One advantage of a robust and simple to use framework is the ability to easily reanalyze existing datasets using the most recent algorithms and annotations. To illustrate this point, we used Omics Pipe to reanalyze a subset of the breast invasive carcinoma RNA-seq dataset (N = 100) paired tumor-normal samples generated by the TCGA Research Network (http://cancergenome.nih.gov) using the count-based differential expression analysis best practice protocol (Anders et al., 2013) and updated UCSC RefSeq annotations (V57). Omics Pipe automatically downloaded the desired TCGA samples and ran the selected pipeline on a high throughput compute cluster. We performed paired differential expression analysis, signaling pathway impact analysis (Tarca et al., 2009) and consensus clustering analysis (Wilkerson and Hayes, 2010). We aggregated the individual sample results to compare the results of our analysis with the original dataset, which revealed high overlap between the analyses, as well as novel findings due to the use of updated annotations and methods. In conclusion, Omics pipe enables researchers to analyze NGS data with little development overhead to provide reproducible, open source and extensible use of established multi-omics analysis methods by providing researchers with a community-curated best practice NGS analysis framework.

2 Implementation

Omics Pipe is a Python package that creates a framework for assembling scripts into an automated, version controlled, parallelized pipeline for bioinformatics analyses. Omics Pipe uses the Python package Ruffus (Goodstadt, 2010) for running the pipeline steps, Sumatra (Davison, 2012) for version control and run tracking, and Python DRMAA (https://github.com/drmaa-python) for distributed computing. Omics Pipe is distributed as a standalone Python package for installation on a local cluster. Third party software dependencies and reference databases must be available on the local cluster for Omics Pipe to run. Omics Pipe is also distributed as an Amazon Machine Image (AMI) in Amazon Web Services (AWS) Elastic Compute Cloud that contains all necessary third-party software dependencies and databases. The AWS distribution of Omics Pipe runs on MIT’s StarCluster (http://star.mit.edu/). A Docker container (https://www.docker.com/) is provided to configure and boot up StarCluster with the preconfigured Omics Pipe AMI.

Users can either choose from a predefined set of supported pipelines, or specify the path to a custom Python script containing a custom pipeline. Users have full control to define relevant parameters for running the pipeline, including the command line options for each tool and other customizable settings, through a parameter file in YAML format. All of the parameters have default values to enable the user to run the supported pipelines with minimal start up time. More advanced users can customize every option possible from each of the pipelined tools.

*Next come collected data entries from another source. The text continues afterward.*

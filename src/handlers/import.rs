//! PDF upload into the custom deck.

use axum::extract::{Multipart, State};
use axum::http::StatusCode;
use axum::Json;
use chrono::Utc;
use serde::Serialize;

use super::{read_upload, ApiError};
use crate::db::{self, try_lock};
use crate::domain::Card;
use crate::import::{self, ImportError};
use crate::state::AppState;

#[derive(Debug, Serialize)]
pub struct ImportResponse {
  pub imported: usize,
  pub source: String,
  pub cards: Vec<Card>,
}

/// POST /api/import (multipart field `file`)
///
/// One card per page; the cards join the library immediately.
pub async fn import_pdf(
  State(state): State<AppState>,
  mut multipart: Multipart,
) -> Result<(StatusCode, Json<ImportResponse>), ApiError> {
  let upload = read_upload(&mut multipart, "file").await?;
  if !import::is_pdf_upload(&upload.file_name, upload.content_type.as_deref()) {
    tracing::warn!("Rejected upload {:?} ({:?})", upload.file_name, upload.content_type);
    return Err(ImportError::InvalidFile.into());
  }

  let file_name = upload.file_name.clone();
  let timestamp_ms = Utc::now().timestamp_millis();
  let cards = tokio::task::spawn_blocking(move || {
    import::import_pdf(&upload.file_name, &upload.bytes, timestamp_ms, |percent| {
      tracing::debug!("Importing {}: {}%", upload.file_name, percent);
    })
  })
  .await
  .map_err(|e| {
    tracing::error!("Import task failed: {}", e);
    ApiError::Internal("Failed to process PDF".to_string())
  })??;

  {
    let conn = try_lock(&state.db)?;
    db::append_custom_cards(&conn, &cards)?;
  }

  let source = import::source_name(&file_name);
  tracing::info!("Added {} cards from {}", cards.len(), file_name);
  Ok((StatusCode::CREATED, Json(ImportResponse { imported: cards.len(), source, cards })))
}
//! Typed-answer validation for the quiz.
//!
//! Card titles come straight out of PDF text, so matching is forgiving about
//! the things extraction mangles and people skip when typing:
//! - case, punctuation and repeated whitespace
//! - compatibility forms (full-width letters, ligatures) via NFKC
//! - `(info)` trailing a title, e.g. `Basil (Ocimum basilicum)`
//! - `a / b` alternatives
//! - small typos, scaled by answer length

use serde::{Deserialize, Serialize};
use unicode_normalization::UnicodeNormalization;

/// Result of answer validation
#[derive(Debug, Clone, Copy, PartialEq, Eq, Serialize, Deserialize)]
#[serde(rename_all = "snake_case")]
pub enum AnswerResult {
  /// Normalized input equals an accepted answer
  Correct,
  /// Within typo tolerance of an accepted answer
  CloseEnough,
  Incorrect,
}

impl AnswerResult {
  pub fn is_correct(&self) -> bool {
    !matches!(self, Self::Incorrect)
  }
}

/// Normalize text for comparison: NFKC, lowercase, alphanumerics only, single spaces.
pub fn normalize_answer(input: &str) -> String {
  input
    .nfkc()
    .collect::<String>()
    .to_lowercase()
    .chars()
    .map(|c| if c.is_alphanumeric() { c } else { ' ' })
    .collect::<String>()
    .split_whitespace()
    .collect::<Vec<_>>()
    .join(" ")
}

/// Remove `( ... )` groups, handling nesting
fn strip_parenthetical(input: &str) -> String {
  let mut depth = 0usize;
  let mut out = String::with_capacity(input.len());
  for ch in input.chars() {
    match ch {
      '(' => depth += 1,
      ')' if depth > 0 => depth -= 1,
      _ if depth == 0 => out.push(ch),
      _ => {}
    }
  }
  out
}

/// All normalized forms accepted for `expected`
fn accepted_answers(expected: &str) -> Vec<String> {
  let mut accepted: Vec<String> = Vec::new();
  let mut push = |s: String| {
    if !s.is_empty() && !accepted.contains(&s) {
      accepted.push(s);
    }
  };

  push(normalize_answer(expected));

  let core = strip_parenthetical(expected);
  push(normalize_answer(&core));

  if core.contains('/') {
    for part in core.split('/') {
      push(normalize_answer(part));
    }
  }

  accepted
}

/// Calculate simple Levenshtein distance between two strings
fn levenshtein_distance(a: &str, b: &str) -> usize {
  let a_chars: Vec<char> = a.chars().collect();
  let b_chars: Vec<char> = b.chars().collect();

  if a_chars.is_empty() {
    return b_chars.len();
  }
  if b_chars.is_empty() {
    return a_chars.len();
  }

  let mut prev: Vec<usize> = (0..=b_chars.len()).collect();
  let mut curr = vec![0usize; b_chars.len() + 1];

  for (i, a_ch) in a_chars.iter().enumerate() {
    curr[0] = i + 1;
    for (j, b_ch) in b_chars.iter().enumerate() {
      let cost = if a_ch == b_ch { 0 } else { 1 };
      curr[j + 1] = (prev[j + 1] + 1).min(curr[j] + 1).min(prev[j] + cost);
    }
    std::mem::swap(&mut prev, &mut curr);
  }

  prev[b_chars.len()]
}

/// Typo tolerance based on answer length
fn max_typo_distance(char_count: usize) -> usize {
  match char_count {
    0..=2 => 0,
    3..=4 => 1,
    _ => 2,
  }
}

/// Validate a typed answer against a card title
pub fn validate_answer(user_input: &str, expected: &str) -> AnswerResult {
  let input = normalize_answer(user_input);
  if input.is_empty() {
    return AnswerResult::Incorrect;
  }

  let accepted = accepted_answers(expected);
  if accepted.contains(&input) {
    return AnswerResult::Correct;
  }

  let close = accepted.iter().any(|answer| {
    let distance = levenshtein_distance(&input, answer);
    distance <= max_typo_distance(answer.chars().count())
  });

  if close {
    AnswerResult::CloseEnough
  } else {
    AnswerResult::Incorrect
  }
}

#[cfg(test)]
mod tests {
  use super::*;

  #[test]
  fn test_exact_match() {
    assert_eq!(validate_answer("Oak", "Oak"), AnswerResult::Correct);
    assert_eq!(validate_answer("sweet basil", "Sweet Basil"), AnswerResult::Correct);
  }

  #[test]
  fn test_punctuation_and_whitespace_ignored() {
    assert_eq!(validate_answer("  st. john's   wort ", "St John's-Wort"), AnswerResult::Correct);
  }

  #[test]
  fn test_full_width_input() {
    assert_eq!(validate_answer("ＯＡＫ", "oak"), AnswerResult::Correct);
  }

  #[test]
  fn test_parenthetical_optional() {
    assert_eq!(validate_answer("basil", "Basil (Ocimum basilicum)"), AnswerResult::Correct);
    assert_eq!(
      validate_answer("basil ocimum basilicum", "Basil (Ocimum basilicum)"),
      AnswerResult::Correct
    );
  }

  #[test]
  fn test_slash_alternatives() {
    assert_eq!(validate_answer("maize", "Corn / Maize"), AnswerResult::Correct);
    assert_eq!(validate_answer("corn", "Corn / Maize"), AnswerResult::Correct);
  }

  #[test]
  fn test_close_match() {
    assert_eq!(validate_answer("rosemery", "Rosemary"), AnswerResult::CloseEnough);
    assert_eq!(validate_answer("rosmary", "Rosemary"), AnswerResult::CloseEnough);
    assert_eq!(validate_answer("elk", "elm"), AnswerResult::CloseEnough);
  }

  #[test]
  fn test_short_answers_need_exact() {
    assert_eq!(validate_answer("ox", "ax"), AnswerResult::Incorrect);
  }

  #[test]
  fn test_incorrect() {
    assert_eq!(validate_answer("pine", "Rosemary"), AnswerResult::Incorrect);
    assert_eq!(validate_answer("", "Oak"), AnswerResult::Incorrect);
    assert_eq!(validate_answer("!!!", "Oak"), AnswerResult::Incorrect);
  }

  #[test]
  fn test_levenshtein() {
    assert_eq!(levenshtein_distance("", "abc"), 3);
    assert_eq!(levenshtein_distance("kitten", "sitting"), 3);
    assert_eq!(levenshtein_distance("same", "same"), 0);
  }

  #[test]
  fn test_is_correct() {
    assert!(AnswerResult::Correct.is_correct());
    assert!(AnswerResult::CloseEnough.is_correct());
    assert!(!AnswerResult::Incorrect.is_correct());
  }
}
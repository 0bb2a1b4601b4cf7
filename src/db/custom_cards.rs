//! Imported (custom) cards

use chrono::Utc;
use rusqlite::{params, Connection, Result, Row};

use crate::domain::{Card, CardId};

/// Append cards in order. Cards whose id already exists are replaced in place.
pub fn append_custom_cards(conn: &Connection, cards: &[Card]) -> Result<usize> {
    let now = Utc::now().to_rfc3339();
    let tx = conn.unchecked_transaction()?;
    {
        let mut stmt = tx.prepare(
            r#"
      INSERT INTO custom_cards (id, title, description, image_path, source, page, created_at)
      VALUES (?1, ?2, ?3, ?4, ?5, ?6, ?7)
      ON CONFLICT(id) DO UPDATE SET
        title = excluded.title,
        description = excluded.description,
        image_path = excluded.image_path,
        source = excluded.source,
        page = excluded.page
      "#,
        )?;
        for card in cards {
            stmt.execute(params![
                card.id.as_str(),
                card.title,
                card.description,
                card.image_path,
                card.source,
                card.page,
                now,
            ])?;
        }
    }
    tx.commit()?;
    Ok(cards.len())
}

/// Insert cards whose id is not stored yet, returning how many were added
pub fn merge_custom_cards(conn: &Connection, cards: &[Card]) -> Result<usize> {
    let now = Utc::now().to_rfc3339();
    let tx = conn.unchecked_transaction()?;
    let mut added = 0;
    {
        let mut stmt = tx.prepare(
            r#"
      INSERT OR IGNORE INTO custom_cards (id, title, description, image_path, source, page, created_at)
      VALUES (?1, ?2, ?3, ?4, ?5, ?6, ?7)
      "#,
        )?;
        for card in cards {
            added += stmt.execute(params![
                card.id.as_str(),
                card.title,
                card.description,
                card.image_path,
                card.source,
                card.page,
                now,
            ])?;
        }
    }
    tx.commit()?;
    Ok(added)
}

/// All imported cards in import order
pub fn get_custom_cards(conn: &Connection) -> Result<Vec<Card>> {
    let mut stmt = conn.prepare(
        r#"
    SELECT id, title, description, image_path, source, page
    FROM custom_cards
    ORDER BY seq
    "#,
    )?;
    let cards = stmt.query_map([], row_to_card)?.collect::<Result<Vec<_>>>()?;
    Ok(cards)
}

pub fn count_custom_cards(conn: &Connection) -> Result<i64> {
    conn.query_row("SELECT COUNT(*) FROM custom_cards", [], |row| row.get(0))
}

fn row_to_card(row: &Row) -> Result<Card> {
    Ok(Card {
        id: CardId::new(row.get::<_, String>(0)?),
        title: row.get(1)?,
        description: row.get(2)?,
        image_path: row.get(3)?,
        source: row.get(4)?,
        page: row.get(5)?,
        is_custom: true,
    })
}
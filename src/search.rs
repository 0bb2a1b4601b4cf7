//! Dictionary full-text search.
//!
//! Matching is a case-insensitive substring test per content line, after NFKC
//! so full-width and ligature forms match their plain spelling.

use serde::Serialize;
use unicode_normalization::UnicodeNormalization;

use crate::config;
use crate::domain::DictionaryFile;

/// A dictionary page with at least one matching line
#[derive(Debug, Clone, PartialEq, Serialize)]
#[serde(rename_all = "camelCase")]
pub struct SearchHit {
  pub source: String,
  pub page: u32,
  pub title: String,
  pub image_path: String,
  /// Every matching line, in page order
  pub matches: Vec<String>,
  /// First few matching lines for the result list
  pub snippets: Vec<String>,
  /// Matches not shown in `snippets`
  pub more_matches: usize,
  pub full_content: Vec<String>,
}

fn fold(text: &str) -> String {
  text.nfkc().collect::<String>().to_lowercase()
}

/// Search every page of every file. A blank query matches nothing.
pub fn search(dictionary: &[DictionaryFile], query: &str) -> Vec<SearchHit> {
  let needle = fold(query.trim());
  if needle.is_empty() {
    return Vec::new();
  }

  let mut hits = Vec::new();
  for file in dictionary {
    for page in &file.pages {
      let matches: Vec<String> = page
        .content
        .iter()
        .filter(|line| fold(line).contains(&needle))
        .cloned()
        .collect();
      if matches.is_empty() {
        continue;
      }

      let snippets: Vec<String> = matches.iter().take(config::SEARCH_SNIPPET_LIMIT).cloned().collect();
      hits.push(SearchHit {
        source: file.source.clone(),
        page: page.page,
        title: page.display_title(),
        image_path: page.image_path.clone(),
        more_matches: matches.len() - snippets.len(),
        snippets,
        matches,
        full_content: page.content.clone(),
      });
    }
  }

  tracing::debug!("Search {:?}: {} hits", query, hits.len());
  hits
}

Omics Pipe can be extended by the user to create custom pipelines from built-in modules and by creating simple module wrappers for new tools. It is language agnostic, so existing scripts written in any programming language can be included as an Omics Pipe module. Omics Pipe executes the scripts on the cluster or in the cloud using DRMAA to allocate resources and manage job execution. Omics Pipe checks that each job in a pipeline finishes successfully and creates a flag file upon successful completion, allowing the user to rerun only incomplete steps in the pipeline. Ruffus (Goodstadt, 2010) provides functionality for parallel execution of pipeline steps. Each time Omics Pipe is executed, Sumatra (Davison, 2012) creates a database entry to log the specifics of the run, including the parameters, input files, output files and software versions for version control and run tracking.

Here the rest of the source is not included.